It has happened. The world has come around to my way of thinking. It took an overblown media freak out over a possible pandemic....but hey! Whatever it takes! Germaphobia is the "in" thing.
Purell wipes by all the grocery carts. Hand sanitizing stations in the gym and at preschool. The preacher at church saying that people may not want to shake hands during the greeting time. People now know to sneeze and cough into their elbows and not their hands. Everyone washing their hands.
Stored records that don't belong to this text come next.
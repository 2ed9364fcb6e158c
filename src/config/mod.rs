use anyhow::{anyhow, Result};
use base64::engine::general_purpose::STANDARD;
use base64::Engine;
use std::net::SocketAddr;
use std::str::FromStr;

#[derive(Clone, Debug)]
pub struct AppConfig {
    pub http_addr: String,
    pub database_url: String,
    pub redis_url: String,
    pub s3_endpoint: String,
    pub s3_region: String,
    pub s3_bucket: String,
    pub media_base_url: String,
    pub db_max_connections: u32,
    pub db_connect_timeout_seconds: u64,
    pub db_idle_timeout_seconds: u64,
    pub db_max_lifetime_seconds: u64,
    pub paseto_access_key: [u8; 32],
    pub access_ttl_minutes: u64,
    pub feed_page_size: i64,
    pub feed_cache_ttl_seconds: u64,
}

impl AppConfig {
    pub fn from_env() -> Result<Self> {
        let http_addr = env_or("HTTP_ADDR", "0.0.0.0:8080");
        let _parsed_http_addr = SocketAddr::from_str(&http_addr)
            .map_err(|err| anyhow!("invalid HTTP_ADDR: {}", err))?;

        let feed_page_size: i64 = env_or_parse("FEED_PAGE_SIZE", "3")?;
        if feed_page_size < 1 {
            return Err(anyhow!("invalid FEED_PAGE_SIZE: must be at least 1"));
        }

        Ok(Self {
            http_addr,
            database_url: env_or_err("DATABASE_URL")?,
            redis_url: env_or("REDIS_URL", "redis://127.0.0.1/"),
            s3_endpoint: env_or_err("S3_ENDPOINT")?,
            s3_region: env_or("S3_REGION", "us-east-1"),
            s3_bucket: env_or_err("S3_BUCKET")?,
            media_base_url: env_or("MEDIA_BASE_URL", "/media")
                .trim_end_matches('/')
                .to_string(),
            db_max_connections: env_or_parse("DB_MAX_CONNECTIONS", "25")?,
            db_connect_timeout_seconds: env_or_parse("DB_CONNECT_TIMEOUT_SECONDS", "5")?,
            db_idle_timeout_seconds: env_or_parse("DB_IDLE_TIMEOUT_SECONDS", "300")?,
            db_max_lifetime_seconds: env_or_parse("DB_MAX_LIFETIME_SECONDS", "1800")?,
            paseto_access_key: env_key_32("PASETO_ACCESS_KEY")?,
            access_ttl_minutes: env_or_parse("ACCESS_TTL_MINUTES", "1440")?,
            feed_page_size,
            feed_cache_ttl_seconds: env_or_parse("FEED_CACHE_TTL_SECONDS", "30")?,
        })
    }
}

fn env_or(key: &str, default: &str) -> String {
    std::env::var(key).unwrap_or_else(|_| default.to_string())
}

fn env_or_err(key: &str) -> Result<String> {
    std::env::var(key).map_err(|_| anyhow!("missing required env var: {}", key))
}

fn env_or_parse<T>(key: &str, default: &str) -> Result<T>
where
    T: FromStr,
    <T as FromStr>::Err: std::fmt::Display,
{
    let value = std::env::var(key).unwrap_or_else(|_| default.to_string());
    value
        .parse::<T>()
        .map_err(|err| anyhow!("invalid {}: {}", key, err))
}

fn env_key_32(key: &str) -> Result<[u8; 32]> {
    let value = env_or_err(key)?;
    decode_key_32(key, &value)
}

fn decode_key_32(key: &str, value: &str) -> Result<[u8; 32]> {
    let decoded = STANDARD
        .decode(value.as_bytes())
        .map_err(|err| anyhow!("invalid {}: {}", key, err))?;
    if decoded.len() != 32 {
        return Err(anyhow!("invalid {}: expected 32 bytes", key));
    }
    let mut key_bytes = [0u8; 32];
    key_bytes.copy_from_slice(&decoded);
    Ok(key_bytes)
}

#[cfg(test)]
mod tests {
    use super::*;

    #[test]
    fn decodes_32_byte_key() {
        let encoded = STANDARD.encode([7u8; 32]);
        let key = decode_key_32("TEST_KEY", &encoded).unwrap();
        assert_eq!(key, [7u8; 32]);
    }

    #[test]
    fn rejects_short_key() {
        let encoded = STANDARD.encode([7u8; 16]);
        let err = decode_key_32("TEST_KEY", &encoded).unwrap_err();
        assert!(err.to_string().contains("expected 32 bytes"));
    }

    #[test]
    fn rejects_non_base64_key() {
        assert!(decode_key_32("TEST_KEY", "not base64 at all!").is_err());
    }
}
I have never been a big fan of germs (who is!?) But after Becca had some weird reactions to seemingly normal illnesses and ended up in various hospitals and ERs and an ambulance...I started my slow descent off the deep end. Then, I had to have a damn blood transfusion to my fetus because of catching a "harmless" toddler virus, and I got a little worse. When Becca was in the hospital with pneumonia for 4 days this spring I made the final plunge. Now I'm a full-scale germaphobe. I am dealing with it. I am still functioning in society. That is, if you count not wanting to leave the house as functioning. Which, I do. Because we do leave the house. I put my kids in the gym nursery and preschool, and occasionally church.
I may be crazy. But I am still rational.
Of course, I think about what virus they are going to pick up. I think about that more than I should. Maybe 100 times a day? Something like that. But I just take a deep breath, bust out more hand sanitizer and tell myself it is good for them to build up their immune systems. They will make it out alive. It will be okay. We won't be in the hospital for a week this time. Really. It is better for us all around to be out and about in the world.
So. We do our stuff. Andrew is in a mommy-and-me class while Becca's gymnastics class meets. He crawls all over the mats. He slides down the slide. He puts his face in the foam blocks. I cringe inwardly, but smile. I laugh. I joke about what he's going to pick up. I twitch a little. I listen with ears perked on high alert to the other mothers discussing their kids' H1N1 symptoms. I make a mental note of who's children to avoid. But I continue on...smiling....stomach in knots. Wondering who will spike a high fever and start barfing soonest. Every night when I go to bed, I wonder to myself if tonight is the night someone is going to get raging sick. Every night I think about that.
When going to the grocery store or Target, I do my best to make sure Andrew doesn't lick any unsanitized shopping cart. If I only need a couple things, I wear him in the baby carrier, or take the stroller in to avoid the whole shopping cart thing. I make Becca wash her hands when she comes back from anything--school, gymnastics, the gym.
I am actually anti-anti-bacterial products. They are harming the Chesapeake Bay. They are making germs more resistant. I try to buy soaps that are just SOAP. Not anti-bacterial. Try finding those these days. Almost impossible. But then.....the media started tossing around the word pandemic and I went into full-scale paralytic mode. We're all going to die! Who will have the first funeral!? And now we have hand sanitzier stashed all over our cars, bags, house.
At least the rest of the world has caught on. We can all be crazy together.